Collected data entries
Content starts
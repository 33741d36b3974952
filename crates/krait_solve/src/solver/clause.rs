//! The clause types the solver propagates over.

use crate::id::{ClauseId, MatchSpecId, SolvableId};
use crate::pool::Pool;
use crate::solver::decision_map::DecisionMap;

/// A clause with up to two watched literals, linked into the watch chains of
/// the solvables it watches.
#[derive(Clone)]
pub(crate) struct Clause {
    /// The two solvables whose assignments this clause is watching. Both are
    /// null for assertions.
    pub(crate) watched_literals: [SolvableId; 2],

    /// The next clause in the watch chain of each watched solvable.
    next_watches: [ClauseId; 2],

    pub(crate) kind: ClauseKind,
}

/// What a clause encodes. The SAT shape of each kind is given in the variant
/// documentation, with `¬A` meaning "A is not installed".
#[derive(Copy, Clone, Debug)]
pub(crate) enum ClauseKind {
    /// The root solvable is installed: `(root)`.
    InstallRoot,

    /// A solvable requires at least one candidate of a match spec:
    /// `(¬A ∨ C1 ∨ C2 ∨ …)`.
    Requires(SolvableId, MatchSpecId),

    /// Two solvables with the same name cannot both be installed:
    /// `(¬A ∨ ¬B)`. Also encodes locks and removals, with the root solvable
    /// standing in as the always-true side.
    ForbidMultipleInstances(SolvableId, SolvableId),

    /// A solvable restricts another through a `constrains` entry that the
    /// other does not satisfy: `(¬A ∨ ¬B)`.
    Constrains(SolvableId, SolvableId),

    /// A clause learned during conflict analysis; the literals live in the
    /// solver's learnt clause store at the given index.
    Learnt(usize),
}

impl Clause {
    pub(crate) fn new(kind: ClauseKind, learnt_clauses: &[Vec<Literal>], pool: &Pool<'_>) -> Self {
        let watched_literals = kind
            .initial_watches(learnt_clauses, pool)
            .unwrap_or([SolvableId::null(), SolvableId::null()]);

        let clause = Self {
            watched_literals,
            next_watches: [ClauseId::null(), ClauseId::null()],
            kind,
        };

        debug_assert!(!clause.has_watches() || watched_literals[0] != watched_literals[1]);
        clause
    }

    pub(crate) fn link_to_clause(&mut self, watch_index: usize, linked_clause: ClauseId) {
        self.next_watches[watch_index] = linked_clause;
    }

    pub(crate) fn get_linked_clause(&self, watch_index: usize) -> ClauseId {
        self.next_watches[watch_index]
    }

    pub(crate) fn unlink_clause(
        &mut self,
        linked_clause: &Clause,
        watched_solvable: SolvableId,
        linked_clause_watch_index: usize,
    ) {
        if self.watched_literals[0] == watched_solvable {
            self.next_watches[0] = linked_clause.next_watches[linked_clause_watch_index];
        } else {
            debug_assert_eq!(self.watched_literals[1], watched_solvable);
            self.next_watches[1] = linked_clause.next_watches[linked_clause_watch_index];
        }
    }

    pub(crate) fn next_watched_clause(&self, solvable_id: SolvableId) -> ClauseId {
        if solvable_id == self.watched_literals[0] {
            self.next_watches[0]
        } else {
            debug_assert_eq!(self.watched_literals[1], solvable_id);
            self.next_watches[1]
        }
    }

    /// Returns the watched literals and the index of the watch that became
    /// false under the current assignment, if any.
    pub(crate) fn watch_turned_false(
        &self,
        solvable_id: SolvableId,
        decision_map: &DecisionMap,
        learnt_clauses: &[Vec<Literal>],
    ) -> Option<([Literal; 2], usize)> {
        debug_assert!(self.watched_literals.contains(&solvable_id));

        let literals @ [w1, w2] = self.watched_literals(learnt_clauses);

        if solvable_id == w1.solvable_id && w1.eval(decision_map) == Some(false) {
            Some((literals, 0))
        } else if solvable_id == w2.solvable_id && w2.eval(decision_map) == Some(false) {
            Some((literals, 1))
        } else {
            None
        }
    }

    pub(crate) fn has_watches(&self) -> bool {
        // The second watch cannot be set without the first.
        !self.watched_literals[0].is_null()
    }

    /// Returns the two watched literals with the polarity they have in this
    /// clause.
    pub(crate) fn watched_literals(&self, learnt_clauses: &[Vec<Literal>]) -> [Literal; 2] {
        let literals = |positive1: bool, positive2: bool| {
            [
                Literal {
                    solvable_id: self.watched_literals[0],
                    negate: !positive1,
                },
                Literal {
                    solvable_id: self.watched_literals[1],
                    negate: !positive2,
                },
            ]
        };

        match self.kind {
            ClauseKind::InstallRoot => unreachable!("the root clause has no watches"),
            ClauseKind::Learnt(index) => {
                let &w1 = learnt_clauses[index]
                    .iter()
                    .find(|l| l.solvable_id == self.watched_literals[0])
                    .expect("watches of a learnt clause are literals of the clause");
                let &w2 = learnt_clauses[index]
                    .iter()
                    .find(|l| l.solvable_id == self.watched_literals[1])
                    .expect("watches of a learnt clause are literals of the clause");
                [w1, w2]
            }
            ClauseKind::ForbidMultipleInstances(..) | ClauseKind::Constrains(..) => {
                literals(false, false)
            }
            ClauseKind::Requires(solvable_id, _) => {
                if self.watched_literals[0] == solvable_id {
                    literals(false, true)
                } else if self.watched_literals[1] == solvable_id {
                    literals(true, false)
                } else {
                    literals(true, true)
                }
            }
        }
    }

    /// Finds a new solvable this clause could watch instead of one that just
    /// became false: any literal that is not already watched and is not
    /// currently false.
    pub(crate) fn next_unwatched_variable(
        &self,
        pool: &Pool<'_>,
        learnt_clauses: &[Vec<Literal>],
        decision_map: &DecisionMap,
    ) -> Option<SolvableId> {
        let can_watch = |solvable_lit: Literal| {
            !self.watched_literals.contains(&solvable_lit.solvable_id)
                && solvable_lit.eval(decision_map).unwrap_or(true)
        };

        match self.kind {
            ClauseKind::InstallRoot => unreachable!("the root clause has no watches"),
            ClauseKind::Learnt(index) => learnt_clauses[index]
                .iter()
                .copied()
                .find(|&l| can_watch(l))
                .map(|l| l.solvable_id),
            ClauseKind::ForbidMultipleInstances(..) | ClauseKind::Constrains(..) => None,
            ClauseKind::Requires(solvable_id, match_spec_id) => {
                // The solvable that owns the requirement…
                let own_literal = Literal {
                    solvable_id,
                    negate: true,
                };
                if can_watch(own_literal) {
                    return Some(solvable_id);
                }

                // …or any of the candidates.
                for &candidate in pool.match_spec_to_candidates[match_spec_id.index()]
                    .as_deref()
                    .expect("candidates are computed when the clause is added")
                {
                    let literal = Literal {
                        solvable_id: candidate,
                        negate: false,
                    };
                    if can_watch(literal) {
                        return Some(candidate);
                    }
                }

                None
            }
        }
    }

    /// Returns every literal of the clause.
    pub(crate) fn literals(
        &self,
        learnt_clauses: &[Vec<Literal>],
        pool: &Pool<'_>,
    ) -> Vec<Literal> {
        match self.kind {
            ClauseKind::InstallRoot => unreachable!("the root clause has no literals"),
            ClauseKind::Learnt(index) => learnt_clauses[index].clone(),
            ClauseKind::Requires(solvable_id, match_spec_id) => std::iter::once(Literal {
                solvable_id,
                negate: true,
            })
            .chain(
                pool.match_spec_to_candidates[match_spec_id.index()]
                    .as_deref()
                    .expect("candidates are computed when the clause is added")
                    .iter()
                    .map(|&candidate| Literal {
                        solvable_id: candidate,
                        negate: false,
                    }),
            )
            .collect(),
            ClauseKind::ForbidMultipleInstances(s1, s2)
            | ClauseKind::Constrains(s1, s2) => {
                vec![
                    Literal {
                        solvable_id: s1,
                        negate: true,
                    },
                    Literal {
                        solvable_id: s2,
                        negate: true,
                    },
                ]
            }
        }
    }

    /// Returns the literals that imply the given conflicting solvable's
    /// assignment.
    pub(crate) fn conflict_causes(
        &self,
        variable: SolvableId,
        learnt_clauses: &[Vec<Literal>],
        pool: &Pool<'_>,
    ) -> Vec<Literal> {
        match self.kind {
            ClauseKind::InstallRoot => unreachable!("the root clause cannot conflict"),
            ClauseKind::Learnt(index) => learnt_clauses[index]
                .iter()
                .copied()
                .filter(|lit| lit.solvable_id != variable)
                .collect(),
            ClauseKind::Requires(solvable_id, match_spec_id) => std::iter::once(Literal {
                solvable_id,
                negate: true,
            })
            .chain(
                pool.match_spec_to_candidates[match_spec_id.index()]
                    .as_deref()
                    .expect("candidates are computed when the clause is added")
                    .iter()
                    .map(|&candidate| Literal {
                        solvable_id: candidate,
                        negate: false,
                    }),
            )
            .filter(|&l| variable != l.solvable_id)
            .collect(),
            ClauseKind::ForbidMultipleInstances(s1, s2)
            | ClauseKind::Constrains(s1, s2) => {
                let cause = if variable == s1 { s2 } else { s1 };
                vec![Literal {
                    solvable_id: cause,
                    negate: true,
                }]
            }
        }
    }
}

/// A literal: a solvable with a polarity.
#[derive(Copy, Clone, Eq, PartialEq, Hash)]
pub(crate) struct Literal {
    pub(crate) solvable_id: SolvableId,
    pub(crate) negate: bool,
}

impl Literal {
    /// The value the solvable must take for this literal to be true.
    pub(crate) fn satisfying_value(self) -> bool {
        !self.negate
    }

    /// Evaluates the literal under the given assignment.
    pub(crate) fn eval(self, decision_map: &DecisionMap) -> Option<bool> {
        decision_map
            .value(self.solvable_id)
            .map(|value| if self.negate { !value } else { value })
    }
}

impl ClauseKind {
    fn initial_watches(
        &self,
        learnt_clauses: &[Vec<Literal>],
        pool: &Pool<'_>,
    ) -> Option<[SolvableId; 2]> {
        match self {
            ClauseKind::InstallRoot => None,
            ClauseKind::Constrains(s1, s2) | ClauseKind::ForbidMultipleInstances(s1, s2) => {
                Some([*s1, *s2])
            }
            ClauseKind::Learnt(index) => {
                let literals = &learnt_clauses[*index];
                debug_assert!(!literals.is_empty());
                if literals.len() == 1 {
                    // Assertions do not need watches.
                    None
                } else {
                    Some([
                        literals.first().unwrap().solvable_id,
                        literals.last().unwrap().solvable_id,
                    ])
                }
            }
            ClauseKind::Requires(id, match_spec) => {
                let candidates = pool.match_spec_to_candidates[match_spec.index()]
                    .as_ref()
                    .expect("candidates are computed when the clause is added");
                if candidates.is_empty() {
                    None
                } else {
                    Some([*id, candidates[0]])
                }
            }
        }
    }
}

#[cfg(test)]
mod test {
    use super::*;
    use crate::id::{ClauseId, SolvableId};

    fn clause(next_clauses: [ClauseId; 2], watched_solvables: [SolvableId; 2]) -> Clause {
        Clause {
            watched_literals: watched_solvables,
            next_watches: next_clauses,
            // The kind is irrelevant for watch management.
            kind: ClauseKind::InstallRoot,
        }
    }

    #[test]
    fn literal_satisfying_value() {
        let lit = Literal {
            solvable_id: SolvableId::root(),
            negate: true,
        };
        assert!(!lit.satisfying_value());

        let lit = Literal {
            solvable_id: SolvableId::root(),
            negate: false,
        };
        assert!(lit.satisfying_value());
    }

    #[test]
    fn literal_eval() {
        use crate::solver::decision_map::DecisionMap;

        let mut decision_map = DecisionMap::new(10);

        let literal = Literal {
            solvable_id: SolvableId::root(),
            negate: false,
        };
        let negated_literal = Literal {
            solvable_id: SolvableId::root(),
            negate: true,
        };

        assert_eq!(literal.eval(&decision_map), None);
        assert_eq!(negated_literal.eval(&decision_map), None);

        decision_map.set(SolvableId::root(), true, 1);
        assert_eq!(literal.eval(&decision_map), Some(true));
        assert_eq!(negated_literal.eval(&decision_map), Some(false));

        decision_map.set(SolvableId::root(), false, 1);
        assert_eq!(literal.eval(&decision_map), Some(false));
        assert_eq!(negated_literal.eval(&decision_map), Some(true));
    }

    #[test]
    fn unlinking_from_different_chains() {
        let clause1 = clause(
            [ClauseId::new(2), ClauseId::new(3)],
            [SolvableId::new(1596), SolvableId::new(1211)],
        );
        let clause2 = clause(
            [ClauseId::null(), ClauseId::new(3)],
            [SolvableId::new(1596), SolvableId::new(1208)],
        );
        let clause3 = clause(
            [ClauseId::null(), ClauseId::null()],
            [SolvableId::new(1211), SolvableId::new(42)],
        );

        // Unlink 0
        {
            let mut clause1 = clause1.clone();
            clause1.unlink_clause(&clause2, SolvableId::new(1596), 0);
            assert_eq!(
                clause1.watched_literals,
                [SolvableId::new(1596), SolvableId::new(1211)]
            );
            assert_eq!(clause1.next_watches, [ClauseId::null(), ClauseId::new(3)]);
        }

        // Unlink 1
        {
            let mut clause1 = clause1.clone();
            clause1.unlink_clause(&clause3, SolvableId::new(1211), 0);
            assert_eq!(
                clause1.watched_literals,
                [SolvableId::new(1596), SolvableId::new(1211)]
            );
            assert_eq!(clause1.next_watches, [ClauseId::new(2), ClauseId::null()]);
        }
    }
}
Content ends
Each line that holds the word "Returns" should be extracted from the records.

    /// Returns the watched literals and the index of the watch that became
    /// Returns the two watched literals with the polarity they have in this
    /// Returns every literal of the clause.
    /// Returns the literals that imply the given conflicting solvable's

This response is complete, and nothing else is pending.